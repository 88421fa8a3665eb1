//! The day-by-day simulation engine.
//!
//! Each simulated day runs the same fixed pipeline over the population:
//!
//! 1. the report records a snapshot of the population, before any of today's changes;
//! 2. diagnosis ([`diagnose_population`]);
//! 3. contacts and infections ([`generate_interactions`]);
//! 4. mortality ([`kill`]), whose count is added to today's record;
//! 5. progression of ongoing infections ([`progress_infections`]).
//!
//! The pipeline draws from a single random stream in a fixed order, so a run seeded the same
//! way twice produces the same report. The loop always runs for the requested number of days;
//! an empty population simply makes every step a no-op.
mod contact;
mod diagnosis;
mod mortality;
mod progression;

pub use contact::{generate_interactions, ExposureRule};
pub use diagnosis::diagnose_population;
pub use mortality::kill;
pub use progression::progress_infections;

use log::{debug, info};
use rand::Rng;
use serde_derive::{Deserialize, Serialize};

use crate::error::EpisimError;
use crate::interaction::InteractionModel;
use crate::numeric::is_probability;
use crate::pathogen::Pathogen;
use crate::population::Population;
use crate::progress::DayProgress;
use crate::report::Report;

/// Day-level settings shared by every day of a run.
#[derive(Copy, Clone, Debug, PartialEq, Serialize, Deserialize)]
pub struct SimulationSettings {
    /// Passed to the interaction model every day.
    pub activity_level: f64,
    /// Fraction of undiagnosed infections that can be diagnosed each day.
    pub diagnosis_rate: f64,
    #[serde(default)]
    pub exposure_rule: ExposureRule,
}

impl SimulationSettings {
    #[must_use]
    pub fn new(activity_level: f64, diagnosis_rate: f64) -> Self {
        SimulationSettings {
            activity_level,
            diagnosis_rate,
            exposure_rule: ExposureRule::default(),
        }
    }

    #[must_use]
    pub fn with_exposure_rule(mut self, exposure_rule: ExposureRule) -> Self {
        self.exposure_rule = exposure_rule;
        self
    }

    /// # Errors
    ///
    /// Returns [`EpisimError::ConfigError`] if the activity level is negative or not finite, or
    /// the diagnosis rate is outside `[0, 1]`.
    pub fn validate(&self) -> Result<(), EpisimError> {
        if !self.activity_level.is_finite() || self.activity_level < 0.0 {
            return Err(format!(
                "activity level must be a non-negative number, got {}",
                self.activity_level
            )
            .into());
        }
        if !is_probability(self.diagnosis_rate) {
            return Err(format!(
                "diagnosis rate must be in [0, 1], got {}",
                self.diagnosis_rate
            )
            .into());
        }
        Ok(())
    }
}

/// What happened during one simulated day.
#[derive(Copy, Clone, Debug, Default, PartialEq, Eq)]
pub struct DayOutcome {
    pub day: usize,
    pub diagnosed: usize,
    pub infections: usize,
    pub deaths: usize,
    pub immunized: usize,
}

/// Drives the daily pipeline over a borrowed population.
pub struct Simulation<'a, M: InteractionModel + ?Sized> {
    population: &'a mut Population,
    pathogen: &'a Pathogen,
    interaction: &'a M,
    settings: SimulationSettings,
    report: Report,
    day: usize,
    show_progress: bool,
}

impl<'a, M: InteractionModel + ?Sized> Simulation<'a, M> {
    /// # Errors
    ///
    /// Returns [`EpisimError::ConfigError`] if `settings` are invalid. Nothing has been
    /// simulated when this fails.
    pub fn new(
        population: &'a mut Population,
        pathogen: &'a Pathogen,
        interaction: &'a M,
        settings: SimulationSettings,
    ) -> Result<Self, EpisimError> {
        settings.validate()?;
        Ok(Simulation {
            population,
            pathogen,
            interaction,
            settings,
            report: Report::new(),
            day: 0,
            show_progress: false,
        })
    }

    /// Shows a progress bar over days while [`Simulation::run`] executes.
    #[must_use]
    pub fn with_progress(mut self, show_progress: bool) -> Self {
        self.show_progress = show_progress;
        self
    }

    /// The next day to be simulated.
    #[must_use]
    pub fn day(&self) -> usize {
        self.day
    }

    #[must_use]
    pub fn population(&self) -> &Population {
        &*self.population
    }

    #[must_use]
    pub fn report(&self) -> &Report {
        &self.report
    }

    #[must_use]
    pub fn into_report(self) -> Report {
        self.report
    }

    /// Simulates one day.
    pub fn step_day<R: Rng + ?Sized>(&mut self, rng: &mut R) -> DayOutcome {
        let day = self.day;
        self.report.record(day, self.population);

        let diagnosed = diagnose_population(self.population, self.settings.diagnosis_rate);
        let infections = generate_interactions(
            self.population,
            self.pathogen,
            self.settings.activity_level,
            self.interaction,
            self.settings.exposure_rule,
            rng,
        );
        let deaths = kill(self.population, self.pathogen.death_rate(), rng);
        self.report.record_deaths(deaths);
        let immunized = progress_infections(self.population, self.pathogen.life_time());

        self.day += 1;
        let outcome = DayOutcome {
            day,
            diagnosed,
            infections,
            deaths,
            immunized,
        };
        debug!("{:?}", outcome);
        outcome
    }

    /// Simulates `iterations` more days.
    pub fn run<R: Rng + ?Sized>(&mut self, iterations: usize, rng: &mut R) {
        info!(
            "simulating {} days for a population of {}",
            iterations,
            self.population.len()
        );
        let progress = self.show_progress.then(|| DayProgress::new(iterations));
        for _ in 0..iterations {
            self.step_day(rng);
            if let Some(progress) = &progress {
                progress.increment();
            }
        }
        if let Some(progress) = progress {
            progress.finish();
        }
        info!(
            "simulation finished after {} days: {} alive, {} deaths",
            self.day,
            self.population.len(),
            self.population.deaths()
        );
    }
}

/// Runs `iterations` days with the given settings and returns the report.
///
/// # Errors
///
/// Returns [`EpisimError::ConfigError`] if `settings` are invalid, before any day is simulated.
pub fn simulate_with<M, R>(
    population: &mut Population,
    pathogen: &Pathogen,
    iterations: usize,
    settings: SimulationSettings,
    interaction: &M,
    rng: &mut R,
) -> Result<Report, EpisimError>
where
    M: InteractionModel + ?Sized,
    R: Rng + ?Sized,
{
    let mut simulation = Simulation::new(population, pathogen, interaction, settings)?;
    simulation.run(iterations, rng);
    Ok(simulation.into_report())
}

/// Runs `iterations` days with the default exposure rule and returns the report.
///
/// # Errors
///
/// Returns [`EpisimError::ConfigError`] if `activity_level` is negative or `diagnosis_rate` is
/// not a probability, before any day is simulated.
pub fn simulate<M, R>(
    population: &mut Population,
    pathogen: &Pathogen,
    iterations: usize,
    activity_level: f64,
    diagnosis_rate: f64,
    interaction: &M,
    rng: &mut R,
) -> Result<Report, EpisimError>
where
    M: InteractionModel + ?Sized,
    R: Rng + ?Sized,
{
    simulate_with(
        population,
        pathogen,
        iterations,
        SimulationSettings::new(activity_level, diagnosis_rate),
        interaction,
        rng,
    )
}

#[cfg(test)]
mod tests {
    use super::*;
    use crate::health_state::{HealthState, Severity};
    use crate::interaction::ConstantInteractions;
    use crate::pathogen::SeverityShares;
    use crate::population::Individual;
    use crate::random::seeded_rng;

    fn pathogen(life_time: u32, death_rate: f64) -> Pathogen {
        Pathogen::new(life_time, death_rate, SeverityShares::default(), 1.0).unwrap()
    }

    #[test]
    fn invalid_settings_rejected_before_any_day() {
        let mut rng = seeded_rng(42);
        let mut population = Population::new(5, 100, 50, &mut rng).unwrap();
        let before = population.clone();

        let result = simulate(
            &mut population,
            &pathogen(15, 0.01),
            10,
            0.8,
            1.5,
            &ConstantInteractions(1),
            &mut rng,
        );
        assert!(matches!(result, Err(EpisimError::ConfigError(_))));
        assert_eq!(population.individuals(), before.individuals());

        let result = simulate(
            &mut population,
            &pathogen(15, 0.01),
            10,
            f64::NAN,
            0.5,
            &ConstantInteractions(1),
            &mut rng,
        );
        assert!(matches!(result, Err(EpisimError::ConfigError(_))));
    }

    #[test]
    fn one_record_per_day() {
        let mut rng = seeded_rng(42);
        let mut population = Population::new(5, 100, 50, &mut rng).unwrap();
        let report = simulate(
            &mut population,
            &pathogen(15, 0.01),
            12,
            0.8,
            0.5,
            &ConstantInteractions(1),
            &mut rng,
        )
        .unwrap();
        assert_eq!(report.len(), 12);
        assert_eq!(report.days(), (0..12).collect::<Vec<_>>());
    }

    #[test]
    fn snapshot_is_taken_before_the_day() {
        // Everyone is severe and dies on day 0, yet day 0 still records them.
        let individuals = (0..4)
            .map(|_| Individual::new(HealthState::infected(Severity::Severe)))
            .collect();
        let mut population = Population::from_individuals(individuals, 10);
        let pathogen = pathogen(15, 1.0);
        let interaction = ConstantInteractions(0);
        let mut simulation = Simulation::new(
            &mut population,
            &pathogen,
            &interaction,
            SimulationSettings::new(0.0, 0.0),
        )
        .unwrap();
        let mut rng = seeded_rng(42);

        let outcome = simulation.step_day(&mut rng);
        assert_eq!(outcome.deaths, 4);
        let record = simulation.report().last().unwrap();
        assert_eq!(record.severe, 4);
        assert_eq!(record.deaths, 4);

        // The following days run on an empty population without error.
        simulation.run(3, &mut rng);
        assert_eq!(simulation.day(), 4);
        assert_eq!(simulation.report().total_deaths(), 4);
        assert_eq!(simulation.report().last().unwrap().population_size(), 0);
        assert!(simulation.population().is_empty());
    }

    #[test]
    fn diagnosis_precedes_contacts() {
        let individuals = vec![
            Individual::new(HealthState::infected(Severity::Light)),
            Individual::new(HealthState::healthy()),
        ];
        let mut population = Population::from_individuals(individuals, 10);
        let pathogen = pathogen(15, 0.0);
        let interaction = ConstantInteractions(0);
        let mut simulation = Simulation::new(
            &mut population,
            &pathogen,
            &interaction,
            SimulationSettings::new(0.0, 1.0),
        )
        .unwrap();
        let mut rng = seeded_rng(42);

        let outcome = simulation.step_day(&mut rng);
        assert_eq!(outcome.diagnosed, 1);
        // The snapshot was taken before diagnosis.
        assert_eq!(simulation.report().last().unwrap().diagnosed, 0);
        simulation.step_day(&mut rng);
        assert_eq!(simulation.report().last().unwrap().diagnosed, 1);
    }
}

_____

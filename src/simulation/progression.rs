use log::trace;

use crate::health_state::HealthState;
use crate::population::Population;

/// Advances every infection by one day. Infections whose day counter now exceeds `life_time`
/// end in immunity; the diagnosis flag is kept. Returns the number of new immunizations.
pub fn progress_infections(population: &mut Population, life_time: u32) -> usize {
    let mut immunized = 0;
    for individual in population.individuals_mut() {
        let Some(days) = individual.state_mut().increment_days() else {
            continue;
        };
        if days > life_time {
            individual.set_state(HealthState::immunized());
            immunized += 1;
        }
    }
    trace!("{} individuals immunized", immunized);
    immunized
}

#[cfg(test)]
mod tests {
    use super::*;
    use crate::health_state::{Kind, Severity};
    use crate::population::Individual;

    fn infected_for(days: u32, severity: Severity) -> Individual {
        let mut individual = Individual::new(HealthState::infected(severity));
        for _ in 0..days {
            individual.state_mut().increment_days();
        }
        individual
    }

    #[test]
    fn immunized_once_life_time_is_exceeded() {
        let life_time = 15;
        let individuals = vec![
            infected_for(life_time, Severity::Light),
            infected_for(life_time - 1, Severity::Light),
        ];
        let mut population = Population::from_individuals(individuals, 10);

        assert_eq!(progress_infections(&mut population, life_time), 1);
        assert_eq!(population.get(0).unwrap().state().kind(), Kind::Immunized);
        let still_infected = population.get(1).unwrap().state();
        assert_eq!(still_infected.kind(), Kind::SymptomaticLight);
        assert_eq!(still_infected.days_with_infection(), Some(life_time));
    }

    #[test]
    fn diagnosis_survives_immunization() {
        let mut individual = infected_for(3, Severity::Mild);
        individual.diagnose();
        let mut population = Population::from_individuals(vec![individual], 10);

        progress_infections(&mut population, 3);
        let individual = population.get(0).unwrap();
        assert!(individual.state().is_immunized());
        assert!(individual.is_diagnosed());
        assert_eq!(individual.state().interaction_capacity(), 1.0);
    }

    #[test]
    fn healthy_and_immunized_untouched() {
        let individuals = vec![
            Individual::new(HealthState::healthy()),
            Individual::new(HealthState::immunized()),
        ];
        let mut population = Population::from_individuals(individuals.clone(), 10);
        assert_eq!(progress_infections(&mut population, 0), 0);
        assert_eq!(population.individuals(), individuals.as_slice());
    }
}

_____

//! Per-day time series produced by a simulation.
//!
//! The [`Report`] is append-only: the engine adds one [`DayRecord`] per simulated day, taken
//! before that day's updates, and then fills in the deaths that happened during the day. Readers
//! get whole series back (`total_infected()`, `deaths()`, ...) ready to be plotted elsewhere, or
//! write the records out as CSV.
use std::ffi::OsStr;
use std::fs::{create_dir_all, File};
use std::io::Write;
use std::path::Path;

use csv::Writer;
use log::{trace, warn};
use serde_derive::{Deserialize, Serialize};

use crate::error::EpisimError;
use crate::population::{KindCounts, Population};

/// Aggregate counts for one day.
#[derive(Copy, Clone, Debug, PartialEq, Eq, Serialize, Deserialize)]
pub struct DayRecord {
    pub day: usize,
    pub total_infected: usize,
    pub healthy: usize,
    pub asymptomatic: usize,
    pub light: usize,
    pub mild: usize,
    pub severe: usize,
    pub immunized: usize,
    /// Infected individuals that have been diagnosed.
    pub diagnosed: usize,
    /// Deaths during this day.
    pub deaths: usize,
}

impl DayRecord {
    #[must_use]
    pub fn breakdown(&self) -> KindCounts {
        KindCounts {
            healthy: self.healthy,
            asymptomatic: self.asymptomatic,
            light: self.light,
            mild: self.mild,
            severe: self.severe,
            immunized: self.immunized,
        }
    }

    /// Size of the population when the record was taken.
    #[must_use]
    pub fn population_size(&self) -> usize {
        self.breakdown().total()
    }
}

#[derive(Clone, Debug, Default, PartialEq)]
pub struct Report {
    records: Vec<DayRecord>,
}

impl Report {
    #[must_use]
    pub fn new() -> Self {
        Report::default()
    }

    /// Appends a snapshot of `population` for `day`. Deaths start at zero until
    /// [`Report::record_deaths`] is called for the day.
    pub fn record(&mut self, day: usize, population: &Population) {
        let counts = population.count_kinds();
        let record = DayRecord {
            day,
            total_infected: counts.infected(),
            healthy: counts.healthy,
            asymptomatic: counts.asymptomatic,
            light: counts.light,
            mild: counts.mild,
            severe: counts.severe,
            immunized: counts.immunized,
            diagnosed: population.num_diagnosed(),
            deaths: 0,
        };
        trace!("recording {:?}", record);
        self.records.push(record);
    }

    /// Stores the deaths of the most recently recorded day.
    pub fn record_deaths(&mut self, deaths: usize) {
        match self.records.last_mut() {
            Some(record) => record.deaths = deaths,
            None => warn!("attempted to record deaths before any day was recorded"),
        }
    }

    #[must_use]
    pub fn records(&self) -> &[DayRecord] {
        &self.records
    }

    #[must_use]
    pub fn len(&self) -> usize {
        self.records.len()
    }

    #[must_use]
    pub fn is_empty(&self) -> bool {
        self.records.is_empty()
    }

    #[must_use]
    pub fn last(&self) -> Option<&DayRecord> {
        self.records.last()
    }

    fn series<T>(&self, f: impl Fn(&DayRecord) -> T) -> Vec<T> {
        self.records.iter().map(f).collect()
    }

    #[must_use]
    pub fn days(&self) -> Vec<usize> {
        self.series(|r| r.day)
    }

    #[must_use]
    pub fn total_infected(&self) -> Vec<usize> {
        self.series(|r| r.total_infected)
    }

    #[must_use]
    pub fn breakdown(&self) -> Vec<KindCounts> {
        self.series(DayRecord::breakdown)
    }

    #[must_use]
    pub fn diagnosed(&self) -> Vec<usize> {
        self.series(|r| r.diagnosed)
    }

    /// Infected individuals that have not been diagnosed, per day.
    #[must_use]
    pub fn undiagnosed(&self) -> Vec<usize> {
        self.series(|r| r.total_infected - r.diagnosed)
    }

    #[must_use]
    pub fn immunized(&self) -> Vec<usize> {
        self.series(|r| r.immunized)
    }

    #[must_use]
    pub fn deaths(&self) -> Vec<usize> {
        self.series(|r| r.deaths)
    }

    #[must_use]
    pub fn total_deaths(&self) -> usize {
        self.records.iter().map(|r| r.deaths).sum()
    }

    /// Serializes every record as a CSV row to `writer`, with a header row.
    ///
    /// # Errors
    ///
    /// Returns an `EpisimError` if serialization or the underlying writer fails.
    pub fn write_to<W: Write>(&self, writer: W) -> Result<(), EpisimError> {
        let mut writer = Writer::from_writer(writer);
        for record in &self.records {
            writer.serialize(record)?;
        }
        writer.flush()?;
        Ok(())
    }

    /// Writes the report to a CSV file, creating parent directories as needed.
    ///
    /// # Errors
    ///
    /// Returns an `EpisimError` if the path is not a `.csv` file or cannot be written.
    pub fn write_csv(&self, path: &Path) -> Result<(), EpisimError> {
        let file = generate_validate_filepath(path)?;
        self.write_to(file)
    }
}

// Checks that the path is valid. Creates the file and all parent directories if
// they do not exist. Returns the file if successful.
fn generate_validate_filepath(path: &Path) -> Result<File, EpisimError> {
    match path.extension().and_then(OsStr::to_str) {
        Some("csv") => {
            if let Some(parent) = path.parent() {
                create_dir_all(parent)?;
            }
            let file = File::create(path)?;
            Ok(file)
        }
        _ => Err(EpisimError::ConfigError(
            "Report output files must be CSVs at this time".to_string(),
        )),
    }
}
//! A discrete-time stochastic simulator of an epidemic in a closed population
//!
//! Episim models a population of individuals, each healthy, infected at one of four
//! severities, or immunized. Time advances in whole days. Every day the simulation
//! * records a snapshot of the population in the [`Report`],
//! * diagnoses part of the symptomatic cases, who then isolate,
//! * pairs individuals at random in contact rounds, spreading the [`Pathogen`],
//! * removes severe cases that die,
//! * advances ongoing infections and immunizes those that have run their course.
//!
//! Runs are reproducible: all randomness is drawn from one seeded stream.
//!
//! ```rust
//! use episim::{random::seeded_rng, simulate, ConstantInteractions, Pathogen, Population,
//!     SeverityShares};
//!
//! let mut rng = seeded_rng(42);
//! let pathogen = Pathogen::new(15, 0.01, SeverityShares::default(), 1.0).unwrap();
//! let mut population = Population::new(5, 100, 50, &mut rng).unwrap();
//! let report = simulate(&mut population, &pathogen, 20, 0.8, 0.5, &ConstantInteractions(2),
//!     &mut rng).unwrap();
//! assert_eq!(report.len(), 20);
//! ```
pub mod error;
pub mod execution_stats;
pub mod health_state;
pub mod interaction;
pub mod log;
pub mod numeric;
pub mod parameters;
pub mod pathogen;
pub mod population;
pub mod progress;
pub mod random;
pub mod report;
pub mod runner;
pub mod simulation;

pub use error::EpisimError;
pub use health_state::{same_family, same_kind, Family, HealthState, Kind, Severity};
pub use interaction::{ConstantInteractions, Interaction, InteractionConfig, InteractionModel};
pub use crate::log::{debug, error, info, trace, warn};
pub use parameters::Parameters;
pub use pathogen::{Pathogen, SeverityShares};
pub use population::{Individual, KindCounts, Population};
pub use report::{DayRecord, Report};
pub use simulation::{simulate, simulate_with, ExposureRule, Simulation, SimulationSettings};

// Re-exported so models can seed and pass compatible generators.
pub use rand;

_____

__Problem details__. Write out exactly the lines above between the line with "repository 88421fa8a3665eb1" and the line with "seeded the same", inclusive, and nothing beyond them.

__Result for this task__.
repository 88421fa8a3665eb1
//! The day-by-day simulation engine.
//!
//! Each simulated day runs the same fixed pipeline over the population:
//!
//! 1. the report records a snapshot of the population, before any of today's changes;
//! 2. diagnosis ([`diagnose_population`]);
//! 3. contacts and infections ([`generate_interactions`]);
//! 4. mortality ([`kill`]), whose count is added to today's record;
//! 5. progression of ongoing infections ([`progress_infections`]).
//!
//! The pipeline draws from a single random stream in a fixed order, so a run seeded the same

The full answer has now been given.